-- Task directions --
Please report each line in the material below that includes "bool".

+++ Records for the exercise +++

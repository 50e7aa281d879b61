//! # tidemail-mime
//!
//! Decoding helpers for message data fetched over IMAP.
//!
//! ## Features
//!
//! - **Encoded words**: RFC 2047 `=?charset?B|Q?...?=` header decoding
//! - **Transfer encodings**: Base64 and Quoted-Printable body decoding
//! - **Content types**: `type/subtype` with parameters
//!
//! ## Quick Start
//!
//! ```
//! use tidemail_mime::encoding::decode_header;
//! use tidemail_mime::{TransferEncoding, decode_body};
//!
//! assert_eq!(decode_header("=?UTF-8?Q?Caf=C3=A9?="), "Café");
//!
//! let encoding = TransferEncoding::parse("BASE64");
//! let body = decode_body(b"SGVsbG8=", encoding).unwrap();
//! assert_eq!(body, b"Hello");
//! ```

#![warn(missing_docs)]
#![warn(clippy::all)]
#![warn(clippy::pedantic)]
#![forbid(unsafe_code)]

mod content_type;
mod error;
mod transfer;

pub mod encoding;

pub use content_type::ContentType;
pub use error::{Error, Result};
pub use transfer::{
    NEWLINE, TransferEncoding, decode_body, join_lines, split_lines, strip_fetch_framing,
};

+++
+++ Records for the exercise +++

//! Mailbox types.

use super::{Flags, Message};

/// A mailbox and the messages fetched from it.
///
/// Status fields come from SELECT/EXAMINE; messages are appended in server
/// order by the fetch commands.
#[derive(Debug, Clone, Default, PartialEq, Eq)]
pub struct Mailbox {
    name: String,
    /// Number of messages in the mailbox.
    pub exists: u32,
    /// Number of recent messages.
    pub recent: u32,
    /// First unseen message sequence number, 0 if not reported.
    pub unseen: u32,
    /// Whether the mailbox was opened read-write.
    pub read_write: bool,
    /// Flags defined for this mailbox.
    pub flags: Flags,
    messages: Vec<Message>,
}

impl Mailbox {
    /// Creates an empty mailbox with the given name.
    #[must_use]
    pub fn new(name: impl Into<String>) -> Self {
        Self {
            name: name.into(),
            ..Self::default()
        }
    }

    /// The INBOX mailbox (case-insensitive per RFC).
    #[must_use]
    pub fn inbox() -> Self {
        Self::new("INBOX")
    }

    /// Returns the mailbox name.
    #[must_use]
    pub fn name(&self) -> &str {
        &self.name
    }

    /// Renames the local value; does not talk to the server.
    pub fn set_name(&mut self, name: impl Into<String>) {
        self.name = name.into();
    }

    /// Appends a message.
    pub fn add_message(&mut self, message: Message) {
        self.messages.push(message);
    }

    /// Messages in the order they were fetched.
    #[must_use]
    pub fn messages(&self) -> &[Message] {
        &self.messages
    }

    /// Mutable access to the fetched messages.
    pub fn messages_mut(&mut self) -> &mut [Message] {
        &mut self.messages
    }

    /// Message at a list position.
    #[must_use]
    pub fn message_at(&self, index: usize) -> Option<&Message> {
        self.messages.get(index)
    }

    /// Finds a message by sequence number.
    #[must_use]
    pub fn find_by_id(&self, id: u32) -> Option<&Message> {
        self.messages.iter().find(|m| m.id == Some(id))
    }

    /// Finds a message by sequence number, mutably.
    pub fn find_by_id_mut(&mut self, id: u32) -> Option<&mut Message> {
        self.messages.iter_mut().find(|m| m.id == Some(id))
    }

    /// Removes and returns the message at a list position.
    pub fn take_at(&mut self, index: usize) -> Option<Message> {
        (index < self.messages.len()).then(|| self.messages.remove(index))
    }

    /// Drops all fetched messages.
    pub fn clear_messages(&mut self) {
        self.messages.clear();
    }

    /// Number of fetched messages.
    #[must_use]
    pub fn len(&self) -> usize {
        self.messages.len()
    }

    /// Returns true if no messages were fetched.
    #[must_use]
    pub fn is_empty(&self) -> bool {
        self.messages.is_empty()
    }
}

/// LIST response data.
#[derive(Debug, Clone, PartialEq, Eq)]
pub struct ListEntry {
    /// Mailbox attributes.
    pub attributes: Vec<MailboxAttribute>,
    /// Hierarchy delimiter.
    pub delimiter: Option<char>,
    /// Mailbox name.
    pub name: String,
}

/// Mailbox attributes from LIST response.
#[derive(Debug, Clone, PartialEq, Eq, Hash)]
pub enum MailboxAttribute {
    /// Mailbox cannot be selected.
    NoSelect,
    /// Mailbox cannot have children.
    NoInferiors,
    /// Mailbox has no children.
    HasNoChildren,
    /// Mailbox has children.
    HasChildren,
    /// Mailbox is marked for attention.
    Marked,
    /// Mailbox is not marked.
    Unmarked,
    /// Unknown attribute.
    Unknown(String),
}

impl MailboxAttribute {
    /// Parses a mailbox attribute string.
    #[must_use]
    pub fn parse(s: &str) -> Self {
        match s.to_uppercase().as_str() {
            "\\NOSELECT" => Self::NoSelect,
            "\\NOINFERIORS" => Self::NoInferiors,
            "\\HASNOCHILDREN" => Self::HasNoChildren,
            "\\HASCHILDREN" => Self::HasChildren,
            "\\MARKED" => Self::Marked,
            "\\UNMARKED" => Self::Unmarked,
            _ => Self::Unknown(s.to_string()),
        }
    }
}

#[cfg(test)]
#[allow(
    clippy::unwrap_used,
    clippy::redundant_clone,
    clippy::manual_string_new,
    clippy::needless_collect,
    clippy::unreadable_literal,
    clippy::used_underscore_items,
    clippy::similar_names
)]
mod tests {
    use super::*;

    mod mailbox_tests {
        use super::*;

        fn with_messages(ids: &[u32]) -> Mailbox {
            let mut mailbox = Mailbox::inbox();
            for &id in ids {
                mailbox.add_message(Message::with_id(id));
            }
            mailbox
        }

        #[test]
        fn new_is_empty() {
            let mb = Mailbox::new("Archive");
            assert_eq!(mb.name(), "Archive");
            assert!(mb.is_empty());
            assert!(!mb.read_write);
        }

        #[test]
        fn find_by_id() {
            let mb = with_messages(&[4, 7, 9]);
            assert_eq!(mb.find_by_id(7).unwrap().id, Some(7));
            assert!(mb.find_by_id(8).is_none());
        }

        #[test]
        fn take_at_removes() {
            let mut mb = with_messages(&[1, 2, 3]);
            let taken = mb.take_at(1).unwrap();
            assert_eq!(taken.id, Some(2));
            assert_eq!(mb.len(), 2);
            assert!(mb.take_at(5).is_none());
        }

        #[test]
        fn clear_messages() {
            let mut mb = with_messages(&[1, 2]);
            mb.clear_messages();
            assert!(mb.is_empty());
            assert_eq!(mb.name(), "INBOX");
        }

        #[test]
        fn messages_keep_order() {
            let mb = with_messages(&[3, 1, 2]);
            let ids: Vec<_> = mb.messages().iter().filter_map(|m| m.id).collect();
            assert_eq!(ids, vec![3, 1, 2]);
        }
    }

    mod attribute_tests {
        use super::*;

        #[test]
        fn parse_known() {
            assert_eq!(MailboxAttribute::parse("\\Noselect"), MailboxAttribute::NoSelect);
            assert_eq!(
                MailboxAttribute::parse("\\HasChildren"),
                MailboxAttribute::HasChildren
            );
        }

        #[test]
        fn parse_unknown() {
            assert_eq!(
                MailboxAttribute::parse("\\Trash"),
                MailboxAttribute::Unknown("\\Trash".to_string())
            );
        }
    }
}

+++

-- Solution --
    pub read_write: bool,
    pub fn is_empty(&self) -> bool {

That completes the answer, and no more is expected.